I remember those innocent, carefree times when I could write about political rhetoric, skewer any political party in equal proportion for their flying, fallacious flapdoodle, and everyone would have a good laugh. Well, as we all know, nobody’s laughing anymore.
In fact, you can’t even say “politics” without everybody’s adrenal glands pumping out stress hormones like a garden hose. This is a shame, because for people who care about language, politics is still the funniest thing going, an enormous seam where miners for comedy gold never fail to strike it rich. No matter how much politics has changed, remember—it’s still the same game: Promise people you’ll serve their interests so they’ll vote you into a position where you can serve your own. That’s pretty funny.
It’s basically a shell game and political rhetoric is how they cover it up. Think about how many times we’ve heard “Let me be clear.” Just those four words yield a duet of guffaws. Let me be clear? I’m sorry—have we not let you be clear? Have we yelled, “Please, don’t be lucid and transparent! Confuse us with obfuscation, sophistry, and pure drivel!” Or when they say, “Let me be clear.” Gee, that sounds like being clear is something new for you. Haven’t you always been clear? You’re not hiding anything, are you?
It’s really quite amusing. Here’s a person who thinks he or she is scoring points for honesty when in fact they’re practically shouting that whatever they’re saying at the moment is a sharp deviation from their normal practice of dishonesty. That’s funnier than nutrition information on a bag of buttered popcorn.
Now, I know these times are different. (And if I hear “unprecedented” one more time, I’m going to say, “This unprecedented usage of the word unprecedented is setting an unprecedented precedent.” Maybe that will get them to shut up and reach for a thesaurus.
And yes, I know about cancel culture, which is ridiculous. When you cancel a person, it’s final. It would be wiser to postpone them, which offers the possibility of reconciliation. You never know when you might need to borrow their leaf blower.
Back to this matter of today’s political discourse. According to the Pew Research Center, 85% of Americans think it’s too negative. Well, it’s supposed to be. Let us remember that no matter how soaring the rhetoric, the single, immutable message of political discourse is and always has been the same: Everything’s wrong and it’s your fault.

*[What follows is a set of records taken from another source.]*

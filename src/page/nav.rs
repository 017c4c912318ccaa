//! Navigation bar: scrolled state, mobile menu toggle, smooth anchor scroll

/// Scroll offset (px) past which the bar switches to its "scrolled" look
pub const SCROLLED_THRESHOLD: f64 = 50.0;
/// Fixed header height subtracted from anchor targets
pub const HEADER_OFFSET: f64 = 80.0;

pub const NAVBAR_ID: &str = "navbar";
pub const TOGGLE_ID: &str = "nav-toggle";
pub const LINKS_ID: &str = "nav-links";

#[inline]
pub fn is_scrolled(scroll_y: f64) -> bool {
    scroll_y > SCROLLED_THRESHOLD
}

/// Document offset to scroll to so `element_top` (viewport-relative) lands
/// just under the header
#[inline]
pub fn scroll_target(element_top: f64, scroll_y: f64) -> f64 {
    (element_top + scroll_y - HEADER_OFFSET).max(0.0)
}

/// Target element id of an in-page link, if it names one
pub fn anchor_id(href: &str) -> Option<&str> {
    href.strip_prefix('#').filter(|id| !id.is_empty())
}

/// Mobile menu open/closed
#[derive(Debug, Clone, Copy, Default, PartialEq, Eq)]
pub struct NavMenu {
    pub open: bool,
}

impl NavMenu {
    pub fn toggle(&mut self) -> bool {
        self.open = !self.open;
        self.open
    }

    pub fn close(&mut self) {
        self.open = false;
    }
}

#[cfg(target_arch = "wasm32")]
pub use web::wire;

#[cfg(target_arch = "wasm32")]
mod web {
    use std::cell::RefCell;
    use std::rc::Rc;

    use wasm_bindgen::JsCast;
    use wasm_bindgen::prelude::*;
    use web_sys::{Document, Element, MouseEvent, ScrollBehavior, ScrollToOptions, Window};

    use super::*;

    fn apply_menu(document: &Document, menu: NavMenu) {
        if let Some(links) = document.get_element_by_id(LINKS_ID) {
            let _ = links.class_list().toggle_with_force("open", menu.open);
        }
        if let Some(toggle) = document.get_element_by_id(TOGGLE_ID) {
            let _ = toggle.class_list().toggle_with_force("active", menu.open);
        }
    }

    /// Hook up scroll, menu toggle and anchor handlers. Missing elements are
    /// skipped; the page works without a nav bar.
    pub fn wire(window: &Window, document: &Document) -> Result<(), JsValue> {
        let menu = Rc::new(RefCell::new(NavMenu::default()));

        if let Some(navbar) = document.get_element_by_id(NAVBAR_ID) {
            let window_clone = window.clone();
            let closure = Closure::<dyn FnMut(_)>::new(move |_event: web_sys::Event| {
                let scroll_y = window_clone.scroll_y().unwrap_or(0.0);
                let _ = navbar
                    .class_list()
                    .toggle_with_force("scrolled", is_scrolled(scroll_y));
            });
            window.add_event_listener_with_callback("scroll", closure.as_ref().unchecked_ref())?;
            closure.forget();
        }

        if let Some(toggle) = document.get_element_by_id(TOGGLE_ID) {
            let menu = menu.clone();
            let document_clone = document.clone();
            let closure = Closure::<dyn FnMut(_)>::new(move |_event: MouseEvent| {
                let mut m = menu.borrow_mut();
                m.toggle();
                apply_menu(&document_clone, *m);
            });
            toggle.add_event_listener_with_callback("click", closure.as_ref().unchecked_ref())?;
            closure.forget();
        }

        let anchors = document.query_selector_all("a[href^='#']")?;
        for i in 0..anchors.length() {
            let Some(anchor) = anchors.get(i).and_then(|n| n.dyn_into::<Element>().ok()) else {
                continue;
            };
            let menu = menu.clone();
            let window_clone = window.clone();
            let document_clone = document.clone();
            let anchor_clone = anchor.clone();
            let closure = Closure::<dyn FnMut(_)>::new(move |event: MouseEvent| {
                let href = anchor_clone.get_attribute("href").unwrap_or_default();
                let Some(target) = anchor_id(&href).and_then(|id| document_clone.get_element_by_id(id))
                else {
                    return;
                };
                event.prevent_default();

                let top = target.get_bounding_client_rect().top();
                let scroll_y = window_clone.scroll_y().unwrap_or(0.0);
                let options = ScrollToOptions::new();
                options.set_top(scroll_target(top, scroll_y));
                options.set_behavior(ScrollBehavior::Smooth);
                window_clone.scroll_to_with_scroll_to_options(&options);

                let mut m = menu.borrow_mut();
                m.close();
                apply_menu(&document_clone, *m);
            });
            anchor.add_event_listener_with_callback("click", closure.as_ref().unchecked_ref())?;
            closure.forget();
        }

        log::info!("Navigation wired ({} anchors)", anchors.length());
        Ok(())
    }
}

#[cfg(test)]
mod tests {
    use super::*;

    #[test]
    fn test_scrolled_threshold() {
        assert!(!is_scrolled(0.0));
        assert!(!is_scrolled(50.0));
        assert!(is_scrolled(50.5));
    }

    #[test]
    fn test_scroll_target_offsets_header() {
        assert_eq!(scroll_target(500.0, 200.0), 620.0);
        assert_eq!(scroll_target(20.0, 0.0), 0.0, "never above the page top");
    }

    #[test]
    fn test_anchor_id() {
        assert_eq!(anchor_id("#about"), Some("about"));
        assert_eq!(anchor_id("#"), None);
        assert_eq!(anchor_id("/elsewhere"), None);
    }

    #[test]
    fn test_menu_toggle_and_close() {
        let mut menu = NavMenu::default();
        assert!(menu.toggle());
        assert!(!menu.toggle());
        menu.toggle();
        menu.close();
        assert!(!menu.open);
    }
}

What concerns me more is the 15% who apparently don’t think politics is too negative. What do they want—cage boxing?
When you cancel a person, it’s final. It would be wiser to postpone them.
Another Pew finding reports that a majority of voters don’t think a politician should mislead the public about his or her opponent’s record. Well, of course they shouldn’t. That’s lying! Unfortunately, America’s laws against false advertising only apply to commercial products. General Mills has to print how much sugar is in Honey Nut Cheerios but Senator Claptrap can stuff a hundred pounds of pork into his spending bill and never say a word.
Here’s another interesting fact: People don’t like it when politicians call each other stupid. That’s funny, because voters call politicians stupid all the time. Apparently, it’s a privilege we prefer to reserve for ourselves. I think the citizenry is being a tad prudish here. Look back to colonial times and you will find General Charles Lee calling George Washington—George Washington, for heaven’s sake!—a “dark, designing, sordid, ambitious, vain, proud, arrogant, and vindictive knave.” I’ll take stupid over that any day.
Look back even further and things really come into perspective. As you may recall, Julius Caesar presided over the Roman Senate until he offended its members by wanting too much power. They didn’t call him stupid. They simply effected a plot by which they could call him dead. And so it has gone through the ages, with exile, imprisonment, and the executioner’s block all acting as the means for settling political differences. Compared to that, stupid seems downright polite.
No, I am not naive. I know today’s political differences are a bit more divisive than what we are used to. My own family contains a multitude of political positions. We deal with it at Thanksgiving dinner, where everybody gets to express their views without interruption or criticism. Then we ask: Which is more important, family or politics? If anyone says politics, we still love them ... but they don’t get any pie.